Today my children have taken my patience and hit it out of the park, scoring a home run on the driving their mother demeted scale. It's all part of the illness recovery period. Son 1 is still ill (officially). He had a slight temperature this morning and still wasn't eating so I felt it was best that he stayed off school. Son 2 is on the mend but irritable and used to getting his own way. This morning I told son 1 that he wasn't going to go to school, but could stay at home and watch TV and eat snacks. I would have thought any normal kid would have been jumping through hoops to get this. But no, not our contrary fairy.

He immediately began to wail loudly about wanting to go to school. At the exact same time, son 2 started wailing that he didn't want to go to pre-school, he wanted to stay at home and have what his big brother was being offered. I tried to calmly explain to both why they had to stay home/go to school. This immediately prompted son 2 into pulling out all he'd learned in his master drama classes as he attempted to cough up a lung in a bid to prove he was still unwell. Son 1 just kept yelling in ever increasing decibels.

This went on for some time. I tried to get son 1 to put his jumper and slippers on so that he could get in the car for his brother's drop off. He refused (read: flung slippers and jumper around the room and flailed about yelling on the sofa). Meanwhile, son 2 had decided to take matters into his own hands and had removed all of his clothes and was insisting on getting his Jarmers put back on.

In case you haven't tried, it's very, very hard to to pin down two small boys at once. You just manage to get one to hold still and the other scarpers off. You get one dressed and the other has pulled their shoes off. And this was them both supposedly weak and feeble and recovering from ailments. God help me when they're both at full fighting fitness.

Eventually, after a brief but well deserved smack to both backsides (apologies to the anti smacking brigade, I'm with you in principal, but failing in reality) which did little to change their minds other than to increase the volume of their yelling, I could feel myself wavering. Do I give up the fight? Do I call their father and tell him to get off his train and return home to deal with them? Or do I soldier on ignoring all protestations?

I opted for the latter. I grabbed son 2 in all his naked glory and carried him outside into the freezing air to the car. The shock of the cold actually took his breath away giving momentary respite from the yelling. Before he regained it and continued screaming only this time howling: Get me dressed. Which I duly did in the car, strapped him in and left him yelling angrily. I then had to frog march son 1 into the car clutching his jumper before strapping him in.

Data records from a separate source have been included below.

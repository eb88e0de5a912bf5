//! Semantic versions for `.chezmoiversion`

use std::fmt;
use std::str::FromStr;

/// A `major.minor.patch` version
///
/// A leading `v` is accepted. Pre-release and build suffixes are ignored.
///
/// ```
/// use hearth_engine::version::Version;
///
/// let v: Version = "v2.10.1-rc1".parse().unwrap();
/// assert_eq!(v, Version::new(2, 10, 1));
/// assert!(v > "2.9.99".parse().unwrap());
/// ```
#[derive(Debug, Clone, Copy, Default, PartialEq, Eq, PartialOrd, Ord, Hash)]
pub struct Version {
    /// Major version
    pub major: u64,
    /// Minor version
    pub minor: u64,
    /// Patch version
    pub patch: u64,
}

impl Version {
    /// A version from its parts
    pub const fn new(major: u64, minor: u64, patch: u64) -> Self {
        Version { major, minor, patch }
    }

    /// The version of this build
    pub fn current() -> Self {
        env!("CARGO_PKG_VERSION").parse().unwrap_or_default()
    }
}

/// Error from parsing a [`Version`]
#[derive(Debug, Clone, PartialEq, Eq)]
pub struct ParseVersionError(String);

impl fmt::Display for ParseVersionError {
    fn fmt(&self, f: &mut fmt::Formatter<'_>) -> fmt::Result {
        write!(f, "invalid version: {}", self.0)
    }
}

impl std::error::Error for ParseVersionError {}

impl FromStr for Version {
    type Err = ParseVersionError;

    fn from_str(s: &str) -> Result<Self, Self::Err> {
        let trimmed = s.trim();
        let trimmed = trimmed.strip_prefix('v').unwrap_or(trimmed);
        let core = trimmed.split(['-', '+']).next().unwrap_or_default();
        let mut parts = core.split('.');
        let mut next = |required: bool| -> Result<u64, ParseVersionError> {
            match parts.next() {
                Some(part) => part.parse().map_err(|_| ParseVersionError(s.to_string())),
                None if required => Err(ParseVersionError(s.to_string())),
                None => Ok(0),
            }
        };
        let version = Version::new(next(true)?, next(false)?, next(false)?);
        if parts.next().is_some() {
            return Err(ParseVersionError(s.to_string()));
        }
        Ok(version)
    }
}

impl fmt::Display for Version {
    fn fmt(&self, f: &mut fmt::Formatter<'_>) -> fmt::Result {
        write!(f, "{}.{}.{}", self.major, self.minor, self.patch)
    }
}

Now you might be reading this thinking I'm a cruel and vile mother for treating two ailing young children in this way. It did cross my mind that I shouldn't take a child whose just spent a week with a raging temperature outdoors with no clothes on. And it did cross my mind that a sick child really isn't themself and need to be given some leeway. But honestly, I am at a loss as to what else I could do. How far do you give in to the so called sick-bed shenanigans? How much leeway is too much? When are they being a bit difficult vs say completely taking the piss?

I'm afraid my placenta didn't come fully loaded with a manual on how to deal with the small baby that had been attached to it for nine months. A design flaw I feel. And so I continue to stumble on through the child-rearing battlefield hoping that I don't run out of ammunition before the enemy strikes back.

Perhaps it's time for me to get the razor blade and valium tabs stashed into the car cubbyhole. Or perhaps I should just order a jumbo size bottle of rescue remedy. Or perhaps I should just hire a nanny. Whatever the solution, for the sake of my sanity, I need wellness to return to this house. Pronto.

Sunday 9 November 2008

My big reveal

For Katyboo's viewing pleasure, here is a picture of me in my 60s gogo girl finery. Husband cut the boots off in the shot. But you'll get the idea.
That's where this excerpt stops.